**ACTIVITY**
Only the lines from the opening of the material through the one containing "use std::fmt;" should be reproduced, each exactly as it stands.

**ENTRIES SUPPLIED**
========================
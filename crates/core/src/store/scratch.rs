//! Per-session scratchpad handing values between the pipeline and the game.
//!
//! Values are plain strings keyed by [`ScratchKey`]. The scratchpad lives as
//! long as the session and is cleared on reset.

use parking_lot::Mutex;
use std::collections::HashMap;
use std::fmt;

#[derive(Debug, Clone, Copy, PartialEq, Eq, Hash)]
pub enum ScratchKey {
    ContentId,
    RunId,
    VisualizationId,
    FinalScore,
    TotalQuestions,
}

impl ScratchKey {
    pub fn as_str(self) -> &'static str {
        match self {
            Self::ContentId => "contentId",
            Self::RunId => "runId",
            Self::VisualizationId => "visualizationId",
            Self::FinalScore => "finalScore",
            Self::TotalQuestions => "totalQuestions",
        }
    }
}

impl fmt::Display for ScratchKey {
    fn fmt(&self, f: &mut fmt::Formatter<'_>) -> fmt::Result {
        f.write_str(self.as_str())
    }
}

/// Final result of a completed game, as handed to the results view.
#[derive(Debug, Clone, Copy, PartialEq, Eq)]
pub struct FinalResult {
    pub score: u32,
    pub total_questions: usize,
}

#[derive(Debug, Default)]
pub struct Scratchpad {
    values: Mutex<HashMap<ScratchKey, String>>,
}

impl Scratchpad {
    pub fn new() -> Self {
        Self::default()
    }

    pub fn set(&self, key: ScratchKey, value: impl Into<String>) {
        self.values.lock().insert(key, value.into());
    }

    pub fn get(&self, key: ScratchKey) -> Option<String> {
        self.values.lock().get(&key).cloned()
    }

    pub fn remove(&self, key: ScratchKey) -> Option<String> {
        self.values.lock().remove(&key)
    }

    pub fn clear(&self) {
        self.values.lock().clear();
    }

    /// Store the final score and question count together.
    pub fn record_result(&self, result: FinalResult) {
        let mut values = self.values.lock();
        values.insert(ScratchKey::FinalScore, result.score.to_string());
        values.insert(ScratchKey::TotalQuestions, result.total_questions.to_string());
    }

    /// Read back a result written by [`Scratchpad::record_result`].
    ///
    /// Returns `None` when either value is missing or unparsable.
    pub fn final_result(&self) -> Option<FinalResult> {
        let values = self.values.lock();
        let score = values.get(&ScratchKey::FinalScore)?.parse().ok()?;
        let total_questions = values.get(&ScratchKey::TotalQuestions)?.parse().ok()?;
        Some(FinalResult {
            score,
            total_questions,
        })
    }
}
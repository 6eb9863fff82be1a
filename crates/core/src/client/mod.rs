//! Backend collaborator contracts.
//!
//! The core never talks to the network directly. It consumes three
//! collaborators through the traits below so the state machines can be
//! driven by the HTTP backend in production and by scripted responses in
//! tests.
//!
//! Every failure is a [`SourceError`], and every `SourceError` belongs to one
//! [`FaultClass`] that decides how the poll loop reacts to it.

pub mod http;
pub mod scripted;

pub use http::HttpBackend;
pub use scripted::ScriptedBackend;

use async_trait::async_trait;
use sp_protocol::game_models::{AnswerCheckRequest, AnswerCheckResponse, VisualizationResponse};
use sp_protocol::pipeline_models::{ProgressSnapshot, RunId};
use thiserror::Error;

/// How the poll loop treats a failed round-trip.
#[derive(Debug, Clone, Copy, PartialEq, Eq)]
pub enum FaultClass {
    /// Connection reset or socket closed; retried silently.
    Transient,
    /// The run is not known yet; still initializing.
    NotYetAvailable,
    /// 5xx from the backend; escalated only when it keeps happening.
    ServerFault,
    /// 4xx other than 404. Counted with server faults so a poll the backend
    /// keeps refusing ends the run instead of running out the attempts.
    Rejected,
    /// Anything else the backend should not have sent; logged and retried.
    Unexpected,
}

#[derive(Error, Debug, Clone, PartialEq, Eq)]
pub enum SourceError {
    #[error("Connection reset: {0}")]
    ConnectionReset(String),
    #[error("Not found: {0}")]
    NotFound(String),
    #[error("Server error {status}: {message}")]
    Server { status: u16, message: String },
    #[error("Request rejected with status {status}: {message}")]
    Rejected { status: u16, message: String },
    #[error("Malformed response: {0}")]
    Decode(String),
    #[error("Transport error: {0}")]
    Transport(String),
}

impl SourceError {
    pub fn class(&self) -> FaultClass {
        match self {
            Self::ConnectionReset(_) | Self::Transport(_) => FaultClass::Transient,
            Self::NotFound(_) => FaultClass::NotYetAvailable,
            Self::Server { .. } => FaultClass::ServerFault,
            Self::Rejected { .. } => FaultClass::Rejected,
            Self::Decode(_) => FaultClass::Unexpected,
        }
    }
}

pub type SourceResult<T> = Result<T, SourceError>;

/// Backend job queue running the transformation pipeline.
#[async_trait]
pub trait ProgressSource: Send + Sync {
    /// Start a pipeline run for an uploaded content item.
    async fn start_run(&self, content_id: &str) -> SourceResult<RunId>;

    /// Fetch the current status of a run. Must be safe to call every two seconds.
    async fn poll_progress(&self, run_id: &RunId) -> SourceResult<ProgressSnapshot>;

    /// Ask the backend to re-run one step. The effect shows up on a later poll.
    async fn retry_step(&self, step_id: &str) -> SourceResult<()>;
}

#[async_trait]
pub trait AnswerChecker: Send + Sync {
    async fn check_answer(
        &self,
        visualization_id: &str,
        request: &AnswerCheckRequest,
    ) -> SourceResult<AnswerCheckResponse>;
}

#[async_trait]
pub trait VisualizationSource: Send + Sync {
    async fn fetch_visualization(&self, visualization_id: &str)
        -> SourceResult<VisualizationResponse>;
}
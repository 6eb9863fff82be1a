//! # sp-core
//!
//! Client core for storyplay: tracks a backend pipeline run until it
//! produces a visualization, then plays the resulting game.
//!
//! ## Modules
//!
//! - [`client`]: Backend collaborator traits, HTTP and scripted backends
//! - [`config`]: Configuration loading from `.storyplay/`
//! - [`store`]: Per-session store and scratchpad
//! - [`pipeline`]: Run reconciliation, progress animation and display merge
//! - [`render`]: Blueprint resolution and projection into a render tree
//! - [`game`]: Game session state machine

pub mod client;
pub mod config;
pub mod game;
pub mod pipeline;
pub mod render;
pub mod store;
//! Pipeline reconciler.
//!
//! The reconciler drives one run from start to a terminal outcome. It polls
//! the [`ProgressSource`], folds every snapshot into the [`SessionStore`],
//! and reports progress over the event channel. At most one poll is in
//! flight at a time: the next poll is scheduled one interval after the
//! previous round trip finished.

use super::simulator::ProgressSimulator;
use super::tracker::{PollDecision, RunTracker};
use crate::client::{ProgressSource, SourceError};
use crate::store::{ScratchKey, SessionStore};
use sp_protocol::config_models::{PollSettings, SimulatorSettings};
use sp_protocol::ipc::Event;
use sp_protocol::pipeline_models::{ProgressSnapshot, RunId};
use std::sync::Arc;
use thiserror::Error;
use tokio::sync::mpsc::Sender;
use tokio_util::sync::CancellationToken;
use tracing::{debug, info, instrument, warn};

#[derive(Error, Debug)]
pub enum ReconcileError {
    #[error("Run identifier must not be empty")]
    InvalidRun,

    #[error("Backend request failed: {0}")]
    Source(#[from] SourceError),
}

pub type ReconcileResult<T> = Result<T, ReconcileError>;

/// How a tracked run ended.
#[derive(Debug, Clone, PartialEq, Eq)]
pub enum RunOutcome {
    Completed { visualization_id: String },
    Failed { message: String },
    /// The session was torn down before the run finished.
    Cancelled,
}

pub struct PipelineReconciler {
    source: Arc<dyn ProgressSource>,
    store: Arc<SessionStore>,
    settings: PollSettings,
    events_tx: Sender<Event>,
    cancel: CancellationToken,
}

impl PipelineReconciler {
    /// Create a reconciler bound to the session in `store`.
    ///
    /// # Arguments
    ///
    /// * `source` - Backend the run is polled from
    /// * `store` - Session store receiving every accepted snapshot
    /// * `settings` - Poll interval, attempt limit and server-fault threshold
    /// * `events_tx` - Channel for sending events to presentation
    pub fn new(
        source: Arc<dyn ProgressSource>,
        store: Arc<SessionStore>,
        settings: PollSettings,
        events_tx: Sender<Event>,
    ) -> Self {
        let cancel = store.cancellation_token();
        Self {
            source,
            store,
            settings,
            events_tx,
            cancel,
        }
    }

    /// Token that stops this reconciler. Cancelled on session teardown.
    pub fn cancellation_token(&self) -> CancellationToken {
        self.cancel.clone()
    }

    /// Ask the backend to start a run for an uploaded content item.
    pub async fn start_run(&self, content_id: &str) -> ReconcileResult<RunId> {
        let run_id = self.source.start_run(content_id).await?;
        if run_id.is_blank() {
            return Err(ReconcileError::InvalidRun);
        }
        self.store.scratch().set(ScratchKey::ContentId, content_id);
        info!(%content_id, %run_id, "pipeline run started");
        Ok(run_id)
    }

    /// Re-run one pipeline step. The effect shows up on a later poll.
    pub async fn retry_step(&self, step_id: &str) -> ReconcileResult<()> {
        self.source.retry_step(step_id).await?;
        info!(%step_id, "step retry requested");
        Ok(())
    }

    /// Poll `run_id` until it completes, fails, or the session is cancelled.
    ///
    /// The first poll goes out immediately. `RunCompleted` or `RunFailed` is
    /// sent exactly once when the run reaches a terminal outcome, and a
    /// completed run leaves its visualization id in the scratchpad.
    ///
    /// # Errors
    ///
    /// Returns [`ReconcileError::InvalidRun`] for a blank run id. Backend
    /// failures while polling never surface here; they are classified and
    /// either retried or turned into [`RunOutcome::Failed`].
    #[instrument(skip(self), fields(run_id = %run_id))]
    pub async fn start(&self, run_id: RunId) -> ReconcileResult<RunOutcome> {
        self.begin(&run_id).await?;
        Ok(self.track(run_id).await)
    }

    async fn begin(&self, run_id: &RunId) -> ReconcileResult<()> {
        if run_id.is_blank() {
            return Err(ReconcileError::InvalidRun);
        }

        self.store.begin_run(run_id);
        let _ = self
            .events_tx
            .send(Event::RunStarted {
                run_id: run_id.clone(),
            })
            .await;
        Ok(())
    }

    async fn track(&self, run_id: RunId) -> RunOutcome {
        let mut tracker = RunTracker::new(self.settings);

        loop {
            if self.cancel.is_cancelled() {
                return RunOutcome::Cancelled;
            }

            let result = tokio::select! {
                _ = self.cancel.cancelled() => {
                    debug!("abandoning in-flight poll after cancellation");
                    return RunOutcome::Cancelled;
                }
                result = self.poll_once(&run_id) => result,
            };

            // The round trip may finish after teardown; its result is dropped.
            if self.cancel.is_cancelled() {
                debug!("discarding poll result after cancellation");
                return RunOutcome::Cancelled;
            }

            let decision = match &result {
                Ok(snapshot) => match self.store.apply_snapshot(snapshot) {
                    Some(view) => {
                        let _ = self
                            .events_tx
                            .send(Event::RunProgress {
                                run_id: run_id.clone(),
                                status: view.status,
                                progress: view.progress,
                                current_step: view.current_step.clone(),
                            })
                            .await;
                        tracker.on_snapshot(snapshot)
                    }
                    None => tracker.on_rejected_snapshot(),
                },
                Err(err) => tracker.on_fault(err),
            };

            match decision {
                PollDecision::Continue | PollDecision::Ignored => {}
                PollDecision::Complete { visualization_id } => {
                    self.store
                        .scratch()
                        .set(ScratchKey::VisualizationId, visualization_id.as_str());
                    info!(%visualization_id, attempts = tracker.attempts(), "run completed");
                    let _ = self
                        .events_tx
                        .send(Event::RunCompleted {
                            run_id: run_id.clone(),
                            visualization_id: visualization_id.clone(),
                        })
                        .await;
                    return RunOutcome::Completed { visualization_id };
                }
                PollDecision::Fail { message } => {
                    self.store.fail_run(&message);
                    warn!(error = %message, attempts = tracker.attempts(), "run failed");
                    let _ = self
                        .events_tx
                        .send(Event::RunFailed {
                            run_id: run_id.clone(),
                            error: message.clone(),
                        })
                        .await;
                    return RunOutcome::Failed { message };
                }
            }

            tokio::select! {
                _ = self.cancel.cancelled() => return RunOutcome::Cancelled,
                _ = tokio::time::sleep(self.settings.interval()) => {}
            }
        }
    }

    /// One poll, bounded by the request timeout. A poll that never answers
    /// counts as a dropped connection.
    async fn poll_once(&self, run_id: &RunId) -> Result<ProgressSnapshot, SourceError> {
        let limit = self.settings.request_timeout();
        match tokio::time::timeout(limit, self.source.poll_progress(run_id)).await {
            Ok(result) => result,
            Err(_) => Err(SourceError::ConnectionReset(format!(
                "no response within {} ms",
                limit.as_millis()
            ))),
        }
    }

    /// Like [`PipelineReconciler::start`], with the progress animation
    /// running alongside until the run ends.
    pub async fn start_with_animation(
        &self,
        run_id: RunId,
        simulator: &SimulatorSettings,
    ) -> ReconcileResult<RunOutcome> {
        if !simulator.enabled {
            return self.start(run_id).await;
        }
        self.begin(&run_id).await?;

        let animation_cancel = self.cancel.child_token();
        let animation = tokio::spawn(ProgressSimulator::new(simulator).drive(
            Arc::clone(&self.store),
            simulator.tick(),
            animation_cancel.clone(),
        ));

        let outcome = self.track(run_id).await;

        animation_cancel.cancel();
        if let Err(e) = animation.await {
            warn!(error = %e, "progress animation task failed");
        }
        Ok(outcome)
    }
}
========================
**RESULT BELOW**
filename crates/core/src/store/scratch.rs
//! Per-session scratchpad handing values between the pipeline and the game.
//!
//! Values are plain strings keyed by [`ScratchKey`]. The scratchpad lives as
//! long as the session and is cleared on reset.

use parking_lot::Mutex;
use std::collections::HashMap;
use std::fmt;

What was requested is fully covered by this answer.